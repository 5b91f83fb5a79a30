use anyhow::Result;
use tokio::signal;

enum ShutdownSignal {
    CtrlC,
    #[cfg(unix)]
    Sigterm,
}

/// Resolve on Ctrl+C or SIGTERM.
///
/// # Errors
/// Returns an error if a signal handler cannot be installed.
pub async fn wait_for_shutdown() -> Result<()> {
    let signal = tokio::select! {
        result = wait_ctrl_c() => result?,
        result = wait_sigterm() => result?,
    };

    let name = match signal {
        ShutdownSignal::CtrlC => "SIGINT",
        #[cfg(unix)]
        ShutdownSignal::Sigterm => "SIGTERM",
    };
    tracing::info!(signal = name, "shutting down");
    Ok(())
}

async fn wait_ctrl_c() -> Result<ShutdownSignal> {
    signal::ctrl_c().await.inspect_err(|e| {
        tracing::error!(%e, "failed to listen for Ctrl+C");
    })?;
    Ok(ShutdownSignal::CtrlC)
}

#[cfg(unix)]
async fn wait_sigterm() -> Result<ShutdownSignal> {
    let mut handler = signal::unix::signal(signal::unix::SignalKind::terminate())
        .inspect_err(|e| tracing::error!(%e, "failed to install SIGTERM handler"))?;
    handler.recv().await;
    Ok(ShutdownSignal::Sigterm)
}

#[cfg(not(unix))]
async fn wait_sigterm() -> Result<ShutdownSignal> {
    std::future::pending::<Result<ShutdownSignal>>().await
}
//! Procedure inputs.
//!
//! Each input is validated once at the RPC boundary via [`Schema`]. An absent
//! `context` means `common`; an unknown one is a violation.

use serde::Serialize;
use serde_json::Value;

use crate::models::{BenefitRequestOptions, Context, LookupKey, ProductType};
use crate::schema::{Fields, Schema, Violations};

pub const DEFAULT_PAGE_SIZE: u32 = 20;
pub const MAX_PAGE_SIZE: u32 = 100;
pub const DEFAULT_MAX_RESULT: u32 = 100;
pub const MAX_RESULT_LIMIT: u32 = 500;

/// Shared member address: which key, which id, which context.
#[derive(Debug, Clone, PartialEq, Eq, Serialize)]
#[serde(rename_all = "camelCase")]
pub struct MemberLookupInput {
    pub lookup: LookupKey,
    pub member_id: String,
    pub context: Context,
}

impl MemberLookupInput {
    pub fn new(lookup: LookupKey, member_id: impl Into<String>, context: Context) -> Self {
        Self {
            lookup,
            member_id: member_id.into(),
            context,
        }
    }

    /// Read the three lookup fields into `f`. Used by every member-scoped input.
    fn read(f: &mut Fields<'_>) -> (Option<LookupKey>, Option<String>, Option<Context>) {
        let lookup = f.required_enum("lookup", LookupKey::ALL);
        let member_id = f.required_id("memberId");
        let context = f.enum_or("context", Context::ALL, Context::Common);
        (lookup, member_id, context)
    }

    fn build(parts: (Option<LookupKey>, Option<String>, Option<Context>)) -> Option<Self> {
        Some(Self {
            lookup: parts.0?,
            member_id: parts.1?,
            context: parts.2?,
        })
    }
}

impl Schema for MemberLookupInput {
    fn parse_at(value: &Value, path: &str) -> Result<Self, Violations> {
        let mut f = Fields::new(value, path);
        let parts = Self::read(&mut f);
        f.finish(|| Self::build(parts))
    }
}

/// Member search filters, sent as the JSON body of the search request.
#[derive(Debug, Clone, Default, PartialEq, Eq, Serialize)]
#[serde(rename_all = "camelCase")]
pub struct MemberSearchFilters {
    #[serde(skip_serializing_if = "Option::is_none")]
    pub first_name: Option<String>,
    #[serde(skip_serializing_if = "Option::is_none")]
    pub last_name: Option<String>,
    #[serde(skip_serializing_if = "Option::is_none")]
    pub date_of_birth: Option<String>,
    #[serde(skip_serializing_if = "Option::is_none")]
    pub group_id: Option<String>,
    #[serde(skip_serializing_if = "Option::is_none")]
    pub subscriber_id: Option<String>,
}

#[derive(Debug, Clone, PartialEq, Eq, Serialize)]
#[serde(rename_all = "camelCase")]
pub struct MemberSearchInput {
    #[serde(flatten)]
    pub filters: MemberSearchFilters,
    pub page: u32,
    pub page_size: u32,
    pub context: Context,
}

impl Schema for MemberSearchInput {
    fn parse_at(value: &Value, path: &str) -> Result<Self, Violations> {
        let mut f = Fields::new(value, path);
        let first_name = f.optional_trimmed("firstName");
        let last_name = f.optional_trimmed("lastName");
        let date_of_birth = f.optional_iso_date("dateOfBirth");
        let group_id = f.optional_trimmed("groupId");
        let subscriber_id = f.optional_trimmed("subscriberId");
        let page = f.u32_in_or("page", 1..=u32::MAX, 1);
        let page_size = f.u32_in_or("pageSize", 1..=MAX_PAGE_SIZE, DEFAULT_PAGE_SIZE);
        let context = f.enum_or("context", Context::ALL, Context::Common);
        f.finish(|| {
            Some(MemberSearchInput {
                filters: MemberSearchFilters {
                    first_name,
                    last_name,
                    date_of_birth: date_of_birth?,
                    group_id,
                    subscriber_id,
                },
                page: page?,
                page_size: page_size?,
                context: context?,
            })
        })
    }
}

#[derive(Debug, Clone, PartialEq, Eq, Serialize)]
#[serde(rename_all = "camelCase")]
pub struct EligibilityInput {
    #[serde(flatten)]
    pub member: MemberLookupInput,
    #[serde(skip_serializing_if = "Option::is_none")]
    pub as_of_date: Option<String>,
}

impl Schema for EligibilityInput {
    fn parse_at(value: &Value, path: &str) -> Result<Self, Violations> {
        let mut f = Fields::new(value, path);
        let member = MemberLookupInput::read(&mut f);
        let as_of_date = f.optional_iso_date("asOfDate");
        f.finish(|| {
            Some(EligibilityInput {
                member: MemberLookupInput::build(member)?,
                as_of_date: as_of_date?,
            })
        })
    }
}

/// Claims search window. Dates stay in their `MM-DD-YYYY` wire form.
#[derive(Debug, Clone, PartialEq, Eq, Serialize)]
#[serde(rename_all = "camelCase")]
pub struct ClaimsSearchInput {
    #[serde(flatten)]
    pub member: MemberLookupInput,
    pub from_date: String,
    pub to_date: String,
    #[serde(skip_serializing_if = "Option::is_none")]
    pub claim_type: Option<String>,
    pub max_result: u32,
}

impl Schema for ClaimsSearchInput {
    fn parse_at(value: &Value, path: &str) -> Result<Self, Violations> {
        let mut f = Fields::new(value, path);
        let member = MemberLookupInput::read(&mut f);
        let from = f.required_claim_date("fromDate");
        let to = f.required_claim_date("toDate");
        let claim_type = f.optional_trimmed("claimType");
        let max_result = f.u32_in_or("maxResult", 1..=MAX_RESULT_LIMIT, DEFAULT_MAX_RESULT);
        if let (Some((_, from)), Some((_, to))) = (&from, &to)
            && from > to
        {
            f.reject("toDate", "must not be earlier than fromDate", "range");
        }
        f.finish(|| {
            Some(ClaimsSearchInput {
                member: MemberLookupInput::build(member)?,
                from_date: from?.0,
                to_date: to?.0,
                claim_type,
                max_result: max_result?,
            })
        })
    }
}

#[derive(Debug, Clone, PartialEq, Eq, Serialize)]
#[serde(rename_all = "camelCase")]
pub struct ClaimByIdInput {
    #[serde(flatten)]
    pub member: MemberLookupInput,
    pub claim_id: String,
}

impl Schema for ClaimByIdInput {
    fn parse_at(value: &Value, path: &str) -> Result<Self, Violations> {
        let mut f = Fields::new(value, path);
        let member = MemberLookupInput::read(&mut f);
        let claim_id = f.required_id("claimId");
        f.finish(|| {
            Some(ClaimByIdInput {
                member: MemberLookupInput::build(member)?,
                claim_id: claim_id?,
            })
        })
    }
}

#[derive(Debug, Clone, PartialEq, Eq, Serialize)]
#[serde(rename_all = "camelCase")]
pub struct ClaimLineItemsInput {
    #[serde(flatten)]
    pub member: MemberLookupInput,
    pub claim_type: String,
    pub claim_id: String,
}

impl Schema for ClaimLineItemsInput {
    fn parse_at(value: &Value, path: &str) -> Result<Self, Violations> {
        let mut f = Fields::new(value, path);
        let member = MemberLookupInput::read(&mut f);
        let claim_type = f.required_id("claimType");
        let claim_id = f.required_id("claimId");
        f.finish(|| {
            Some(ClaimLineItemsInput {
                member: MemberLookupInput::build(member)?,
                claim_type: claim_type?,
                claim_id: claim_id?,
            })
        })
    }
}

#[derive(Debug, Clone, PartialEq, Eq, Serialize)]
#[serde(rename_all = "camelCase")]
pub struct BenefitDetailsInput {
    #[serde(flatten)]
    pub member: MemberLookupInput,
    pub product_type: ProductType,
    pub plan_id: String,
    /// `None` means no `displayMode` is sent at all.
    #[serde(skip_serializing_if = "Option::is_none")]
    pub options: Option<BenefitRequestOptions>,
}

impl Schema for BenefitDetailsInput {
    fn parse_at(value: &Value, path: &str) -> Result<Self, Violations> {
        let mut f = Fields::new(value, path);
        let member = MemberLookupInput::read(&mut f);
        let product_type = f.required_enum("productType", ProductType::ALL);
        let plan_id = f.required_id("planId");
        let options = f.optional_object("options");
        f.finish(|| {
            Some(BenefitDetailsInput {
                member: MemberLookupInput::build(member)?,
                product_type: product_type?,
                plan_id: plan_id?,
                options: options?,
            })
        })
    }
}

★ ★ ★ ★ ★ ★ ★

#### Work item:
Lines holding the word "BenefitRequestOptions" are the answer; copy each one from the records above.

#### Output for this exercise:
use crate::models::{BenefitRequestOptions, Context, LookupKey, ProductType};
    pub options: Option<BenefitRequestOptions>,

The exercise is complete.